Your assignment: Only a number is wanted here: the count of lines in the entries below that include the word "metrics".
═════ Listed entries
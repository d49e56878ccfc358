//! Keyed serial task execution with bounded retries

use super::{Task, TaskEnvelope};
use crate::config::TaskConfig;
use crate::errors::{AppError, Result};
use crate::metrics;
use crate::queue::{ReceivedTask, TaskQueue};
use async_trait::async_trait;
use backoff::{future::retry_notify, ExponentialBackoff};
use futures::future::join_all;
use std::collections::HashMap;
use std::sync::atomic::{AtomicU32, Ordering};
use std::sync::{Arc, Mutex};
use std::time::Duration;
use tracing::{error, info, warn};

/// Something that knows how to execute a task
#[async_trait]
pub trait TaskHandler: Send + Sync {
    async fn handle(&self, task: &Task) -> Result<()>;
}

/// Bounded exponential backoff applied to retryable failures
#[derive(Debug, Clone)]
pub struct RetryPolicy {
    pub max_attempts: u32,
    pub initial_delay: Duration,
    pub max_delay: Duration,
}

impl RetryPolicy {
    pub fn from_config(config: &TaskConfig) -> Self {
        Self {
            max_attempts: config.max_attempts.max(1),
            initial_delay: Duration::from_secs(config.initial_delay_secs),
            max_delay: Duration::from_secs(config.max_delay_secs),
        }
    }

    fn backoff(&self) -> ExponentialBackoff {
        ExponentialBackoff {
            initial_interval: self.initial_delay,
            max_interval: self.max_delay,
            max_elapsed_time: None,
            ..Default::default()
        }
    }
}

impl Default for RetryPolicy {
    fn default() -> Self {
        Self::from_config(&TaskConfig::default())
    }
}

/// Runs tasks: same key strictly one at a time, different keys in parallel
pub struct TaskRunner {
    handler: Arc<dyn TaskHandler>,
    policy: RetryPolicy,
    locks: Mutex<HashMap<String, Arc<tokio::sync::Mutex<()>>>>,
}

impl TaskRunner {
    pub fn new(handler: Arc<dyn TaskHandler>, policy: RetryPolicy) -> Self {
        Self {
            handler,
            policy,
            locks: Mutex::new(HashMap::new()),
        }
    }

    fn lock_for(&self, key: &str) -> Arc<tokio::sync::Mutex<()>> {
        let mut locks = self.locks.lock().unwrap_or_else(|e| e.into_inner());
        locks.entry(key.to_string()).or_default().clone()
    }

    fn release(&self, key: &str) {
        let mut locks = self.locks.lock().unwrap_or_else(|e| e.into_inner());
        if locks.get(key).map(|l| Arc::strong_count(l) == 1).unwrap_or(false) {
            locks.remove(key);
        }
    }

    /// Execute one task with retries; returns the attempts used
    pub async fn run(&self, envelope: &TaskEnvelope) -> Result<u32> {
        let key = envelope.task.key();
        let lock = self.lock_for(&key);
        let result = {
            let _guard = lock.lock().await;
            self.run_with_retries(envelope).await
        };
        drop(lock);
        self.release(&key);
        result
    }

    async fn run_with_retries(&self, envelope: &TaskEnvelope) -> Result<u32> {
        let task = &envelope.task;
        let attempts = AtomicU32::new(envelope.attempt.saturating_sub(1));
        let max_attempts = self.policy.max_attempts;

        let counter = &attempts;
        let handler = &self.handler;

        let outcome = retry_notify(
            self.policy.backoff(),
            move || async move {
                let attempt = counter.fetch_add(1, Ordering::SeqCst) + 1;
                match handler.handle(task).await {
                    Ok(()) => Ok(()),
                    Err(e) if e.is_retryable() && attempt < max_attempts => Err(backoff::Error::transient(e)),
                    Err(e) => Err(backoff::Error::permanent(e)),
                }
            },
            |e: AppError, delay: Duration| {
                warn!(
                    task = task.name(),
                    key = %task.key(),
                    error = %e,
                    retry_in_ms = delay.as_millis() as u64,
                    "Task failed, retrying"
                );
            },
        )
        .await;

        let used = attempts.load(Ordering::SeqCst);
        metrics::record_task(task.name(), outcome.is_ok(), used);
        outcome.map(|_| used)
    }

    /// Run a delivered batch and acknowledge every task.
    ///
    /// Failures are logged, not re-queued: retries already happened here.
    pub async fn run_batch(&self, queue: &dyn TaskQueue, batch: Vec<ReceivedTask>) -> usize {
        metrics::record_queue_depth(batch.len());

        let results = join_all(batch.iter().map(|received| async move {
            let envelope = &received.envelope;
            let outcome = self.run(envelope).await;
            match &outcome {
                Ok(attempts) => info!(
                    task = envelope.task.name(),
                    task_id = %envelope.id,
                    attempts,
                    "Task completed"
                ),
                Err(e) => error!(
                    task = envelope.task.name(),
                    task_id = %envelope.id,
                    error = %e,
                    "Task failed permanently"
                ),
            }
            if let Err(e) = queue.ack(&received.receipt).await {
                warn!(error = %e, task_id = %envelope.id, "Failed to acknowledge task");
            }
            outcome.is_ok()
        }))
        .await;

        results.into_iter().filter(|ok| *ok).count()
    }

    /// Receive and run until the queue has nothing ready; returns tasks run
    pub async fn drain(&self, queue: &dyn TaskQueue) -> Result<usize> {
        let mut total = 0;
        loop {
            let batch = queue.receive().await?;
            if batch.is_empty() {
                return Ok(total);
            }
            total += batch.len();
            self.run_batch(queue, batch).await;
        }
    }
}

#[cfg(test)]
mod tests {
    use super::*;
    use crate::queue::MemoryTaskQueue;
    use std::sync::atomic::AtomicUsize;
    use uuid::Uuid;

    fn fast_policy(max_attempts: u32) -> RetryPolicy {
        RetryPolicy {
            max_attempts,
            initial_delay: Duration::from_millis(1),
            max_delay: Duration::from_millis(5),
        }
    }

    /// Fails with a retryable error a fixed number of times
    struct Flaky {
        failures: AtomicU32,
        calls: AtomicU32,
        retryable: bool,
    }

    #[async_trait]
    impl TaskHandler for Flaky {
        async fn handle(&self, _task: &Task) -> Result<()> {
            self.calls.fetch_add(1, Ordering::SeqCst);
            if self.failures.load(Ordering::SeqCst) > 0 {
                self.failures.fetch_sub(1, Ordering::SeqCst);
                return Err(if self.retryable {
                    AppError::Transient { message: "try again".into() }
                } else {
                    AppError::Integrity { message: "broken".into() }
                });
            }
            Ok(())
        }
    }

    fn flaky(failures: u32, retryable: bool) -> Arc<Flaky> {
        Arc::new(Flaky {
            failures: AtomicU32::new(failures),
            calls: AtomicU32::new(0),
            retryable,
        })
    }

    fn envelope() -> TaskEnvelope {
        TaskEnvelope::new(Task::RegisterDoi { recid: "1".into() })
    }

    #[tokio::test]
    async fn test_retries_transient_failures() {
        let handler = flaky(2, true);
        let runner = TaskRunner::new(handler.clone(), fast_policy(6));

        assert_eq!(runner.run(&envelope()).await.unwrap(), 3);
        assert_eq!(handler.calls.load(Ordering::SeqCst), 3);
    }

    #[tokio::test]
    async fn test_attempts_are_bounded() {
        let handler = flaky(10, true);
        let runner = TaskRunner::new(handler.clone(), fast_policy(3));

        assert!(runner.run(&envelope()).await.is_err());
        assert_eq!(handler.calls.load(Ordering::SeqCst), 3);
    }

    #[tokio::test]
    async fn test_permanent_failures_are_not_retried() {
        let handler = flaky(1, false);
        let runner = TaskRunner::new(handler.clone(), fast_policy(6));

        assert!(matches!(runner.run(&envelope()).await, Err(AppError::Integrity { .. })));
        assert_eq!(handler.calls.load(Ordering::SeqCst), 1);
    }

    /// Records the maximum concurrency observed per key
    struct Probe {
        active: Mutex<HashMap<String, usize>>,
        max_same_key: AtomicUsize,
        max_total: AtomicUsize,
    }

    #[async_trait]
    impl TaskHandler for Probe {
        async fn handle(&self, task: &Task) -> Result<()> {
            let key = task.key();
            {
                let mut active = self.active.lock().unwrap();
                let n = active.entry(key.clone()).or_default();
                *n += 1;
                self.max_same_key.fetch_max(*n, Ordering::SeqCst);
                let total: usize = active.values().sum();
                self.max_total.fetch_max(total, Ordering::SeqCst);
            }
            tokio::time::sleep(Duration::from_millis(20)).await;
            *self.active.lock().unwrap().get_mut(&key).unwrap() -= 1;
            Ok(())
        }
    }

    #[tokio::test]
    async fn test_same_key_serialized_distinct_keys_parallel() {
        let probe = Arc::new(Probe {
            active: Mutex::new(HashMap::new()),
            max_same_key: AtomicUsize::new(0),
            max_total: AtomicUsize::new(0),
        });
        let runner = TaskRunner::new(probe.clone(), fast_policy(1));
        let queue = MemoryTaskQueue::new();

        let (a, b) = (Uuid::new_v4(), Uuid::new_v4());
        for record_id in [a, b] {
            queue.push(Task::OaiSetAdd { spec: "s1".into(), record_id }).await.unwrap();
            queue.push(Task::OaiSetAdd { spec: "s2".into(), record_id }).await.unwrap();
        }

        assert_eq!(runner.drain(&queue).await.unwrap(), 4);
        assert_eq!(probe.max_same_key.load(Ordering::SeqCst), 1);
        assert_eq!(probe.max_total.load(Ordering::SeqCst), 2);
        assert_eq!(queue.in_flight().await, 0);
    }
}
══════════
Result below: 3